* **Required action**:
In the entries below, find the line with "return Ok(Vec::new());" and print exactly every line from there up to and including the line with "let groups = group_filters(filter_param)?;", with no other lines.

* **Data supplied**:
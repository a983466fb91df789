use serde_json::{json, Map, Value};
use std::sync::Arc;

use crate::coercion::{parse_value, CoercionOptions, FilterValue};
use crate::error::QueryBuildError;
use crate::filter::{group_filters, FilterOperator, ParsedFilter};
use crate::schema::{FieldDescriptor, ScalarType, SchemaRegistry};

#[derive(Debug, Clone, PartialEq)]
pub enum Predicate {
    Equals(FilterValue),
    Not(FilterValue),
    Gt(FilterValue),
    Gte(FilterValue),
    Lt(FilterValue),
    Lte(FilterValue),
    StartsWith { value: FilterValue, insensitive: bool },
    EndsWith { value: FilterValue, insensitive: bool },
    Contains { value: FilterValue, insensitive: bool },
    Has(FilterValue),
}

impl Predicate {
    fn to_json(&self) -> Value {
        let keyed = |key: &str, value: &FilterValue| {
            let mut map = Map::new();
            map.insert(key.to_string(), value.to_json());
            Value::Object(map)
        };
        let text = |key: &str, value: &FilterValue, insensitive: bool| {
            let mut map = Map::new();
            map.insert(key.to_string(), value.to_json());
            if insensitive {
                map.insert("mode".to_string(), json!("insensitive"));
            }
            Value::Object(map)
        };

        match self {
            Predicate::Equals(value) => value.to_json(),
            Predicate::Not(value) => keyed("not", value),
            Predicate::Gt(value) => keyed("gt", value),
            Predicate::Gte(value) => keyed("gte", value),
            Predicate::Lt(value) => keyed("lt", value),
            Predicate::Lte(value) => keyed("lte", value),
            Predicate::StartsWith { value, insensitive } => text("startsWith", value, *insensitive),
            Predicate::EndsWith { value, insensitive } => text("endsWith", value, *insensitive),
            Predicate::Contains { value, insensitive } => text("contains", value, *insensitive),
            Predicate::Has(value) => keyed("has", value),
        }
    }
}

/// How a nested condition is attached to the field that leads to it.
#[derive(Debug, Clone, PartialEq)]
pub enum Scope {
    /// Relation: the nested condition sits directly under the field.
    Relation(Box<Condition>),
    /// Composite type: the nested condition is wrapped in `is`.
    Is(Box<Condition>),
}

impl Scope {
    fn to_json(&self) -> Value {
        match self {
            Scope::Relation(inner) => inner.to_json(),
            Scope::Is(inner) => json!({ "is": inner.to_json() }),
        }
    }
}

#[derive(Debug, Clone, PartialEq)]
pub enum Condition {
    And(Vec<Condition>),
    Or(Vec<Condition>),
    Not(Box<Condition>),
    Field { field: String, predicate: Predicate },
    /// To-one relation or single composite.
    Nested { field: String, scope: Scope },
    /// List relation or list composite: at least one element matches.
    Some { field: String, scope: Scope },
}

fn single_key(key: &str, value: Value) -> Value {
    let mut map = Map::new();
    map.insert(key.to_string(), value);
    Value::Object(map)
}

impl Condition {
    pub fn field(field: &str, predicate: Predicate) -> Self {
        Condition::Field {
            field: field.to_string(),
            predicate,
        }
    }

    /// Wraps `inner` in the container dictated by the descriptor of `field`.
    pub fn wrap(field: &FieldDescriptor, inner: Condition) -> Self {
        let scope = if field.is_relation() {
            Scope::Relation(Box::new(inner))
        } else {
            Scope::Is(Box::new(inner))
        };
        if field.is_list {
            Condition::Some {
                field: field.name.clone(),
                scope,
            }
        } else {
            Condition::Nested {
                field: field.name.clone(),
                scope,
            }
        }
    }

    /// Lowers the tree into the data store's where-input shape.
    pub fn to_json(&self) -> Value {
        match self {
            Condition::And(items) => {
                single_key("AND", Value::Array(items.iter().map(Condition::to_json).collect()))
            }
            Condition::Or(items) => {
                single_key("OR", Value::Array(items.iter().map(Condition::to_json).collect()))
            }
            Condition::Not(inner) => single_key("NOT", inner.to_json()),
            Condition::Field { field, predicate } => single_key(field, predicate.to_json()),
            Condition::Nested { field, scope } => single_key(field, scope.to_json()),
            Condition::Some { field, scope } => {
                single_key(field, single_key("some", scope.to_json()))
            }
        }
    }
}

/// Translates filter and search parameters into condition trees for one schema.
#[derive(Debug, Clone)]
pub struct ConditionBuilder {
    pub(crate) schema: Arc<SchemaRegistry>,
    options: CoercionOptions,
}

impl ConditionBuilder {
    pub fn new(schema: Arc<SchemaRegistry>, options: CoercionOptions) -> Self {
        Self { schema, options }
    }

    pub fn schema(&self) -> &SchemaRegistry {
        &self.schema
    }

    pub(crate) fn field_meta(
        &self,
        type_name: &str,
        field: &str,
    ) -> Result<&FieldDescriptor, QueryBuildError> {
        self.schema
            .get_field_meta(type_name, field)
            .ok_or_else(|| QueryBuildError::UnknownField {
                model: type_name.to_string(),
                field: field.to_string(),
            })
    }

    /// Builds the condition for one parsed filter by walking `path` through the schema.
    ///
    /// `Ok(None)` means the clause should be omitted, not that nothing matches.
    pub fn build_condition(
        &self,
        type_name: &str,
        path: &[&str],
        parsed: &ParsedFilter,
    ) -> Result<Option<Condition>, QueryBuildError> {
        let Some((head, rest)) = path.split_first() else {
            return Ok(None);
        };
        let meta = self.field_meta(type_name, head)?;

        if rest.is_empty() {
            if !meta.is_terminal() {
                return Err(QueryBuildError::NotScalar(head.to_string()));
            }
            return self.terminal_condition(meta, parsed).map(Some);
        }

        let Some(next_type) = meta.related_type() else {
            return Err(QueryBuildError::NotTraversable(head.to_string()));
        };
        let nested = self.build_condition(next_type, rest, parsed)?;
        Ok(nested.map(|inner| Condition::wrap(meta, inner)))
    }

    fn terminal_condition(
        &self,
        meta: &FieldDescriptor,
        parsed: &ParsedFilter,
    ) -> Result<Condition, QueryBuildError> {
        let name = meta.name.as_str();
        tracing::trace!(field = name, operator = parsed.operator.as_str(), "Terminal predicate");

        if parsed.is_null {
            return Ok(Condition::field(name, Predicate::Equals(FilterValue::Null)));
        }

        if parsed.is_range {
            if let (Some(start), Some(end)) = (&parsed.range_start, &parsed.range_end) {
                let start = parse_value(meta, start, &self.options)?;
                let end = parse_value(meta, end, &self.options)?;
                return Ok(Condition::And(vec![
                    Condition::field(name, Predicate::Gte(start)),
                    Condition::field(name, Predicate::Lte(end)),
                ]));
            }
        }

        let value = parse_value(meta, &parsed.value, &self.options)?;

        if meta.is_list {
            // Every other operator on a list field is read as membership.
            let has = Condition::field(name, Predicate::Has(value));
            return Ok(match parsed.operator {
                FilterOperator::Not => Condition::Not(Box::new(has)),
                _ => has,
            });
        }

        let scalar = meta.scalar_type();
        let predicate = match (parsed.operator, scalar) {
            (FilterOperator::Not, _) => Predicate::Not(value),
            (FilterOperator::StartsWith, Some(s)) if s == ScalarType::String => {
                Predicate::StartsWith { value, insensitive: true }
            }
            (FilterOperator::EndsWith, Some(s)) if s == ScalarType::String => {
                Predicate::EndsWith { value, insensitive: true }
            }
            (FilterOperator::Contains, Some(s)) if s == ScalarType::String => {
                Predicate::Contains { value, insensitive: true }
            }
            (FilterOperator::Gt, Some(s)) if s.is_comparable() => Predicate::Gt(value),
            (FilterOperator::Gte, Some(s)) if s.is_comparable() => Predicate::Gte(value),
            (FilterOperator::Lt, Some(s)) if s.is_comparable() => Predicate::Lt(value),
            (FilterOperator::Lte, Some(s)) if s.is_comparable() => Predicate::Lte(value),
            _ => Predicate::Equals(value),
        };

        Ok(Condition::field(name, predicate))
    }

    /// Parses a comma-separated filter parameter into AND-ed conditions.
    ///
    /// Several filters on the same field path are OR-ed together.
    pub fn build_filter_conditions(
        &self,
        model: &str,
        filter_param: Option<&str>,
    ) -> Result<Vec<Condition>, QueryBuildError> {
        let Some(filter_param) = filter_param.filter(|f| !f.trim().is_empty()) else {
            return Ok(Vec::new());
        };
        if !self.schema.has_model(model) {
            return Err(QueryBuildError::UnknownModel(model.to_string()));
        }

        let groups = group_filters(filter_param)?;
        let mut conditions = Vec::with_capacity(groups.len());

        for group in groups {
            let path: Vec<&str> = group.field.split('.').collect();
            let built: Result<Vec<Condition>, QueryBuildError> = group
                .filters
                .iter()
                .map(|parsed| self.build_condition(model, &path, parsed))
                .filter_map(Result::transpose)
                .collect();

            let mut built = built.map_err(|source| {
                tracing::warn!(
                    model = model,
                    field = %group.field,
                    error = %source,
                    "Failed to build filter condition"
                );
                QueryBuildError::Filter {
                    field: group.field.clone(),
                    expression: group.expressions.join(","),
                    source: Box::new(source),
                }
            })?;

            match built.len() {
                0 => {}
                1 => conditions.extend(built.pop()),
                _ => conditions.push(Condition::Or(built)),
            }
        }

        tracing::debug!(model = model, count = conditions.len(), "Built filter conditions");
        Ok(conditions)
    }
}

* **Solution to this task**:
            return Ok(Vec::new());
        };
        if !self.schema.has_model(model) {
            return Err(QueryBuildError::UnknownModel(model.to_string()));
        }

        let groups = group_filters(filter_param)?;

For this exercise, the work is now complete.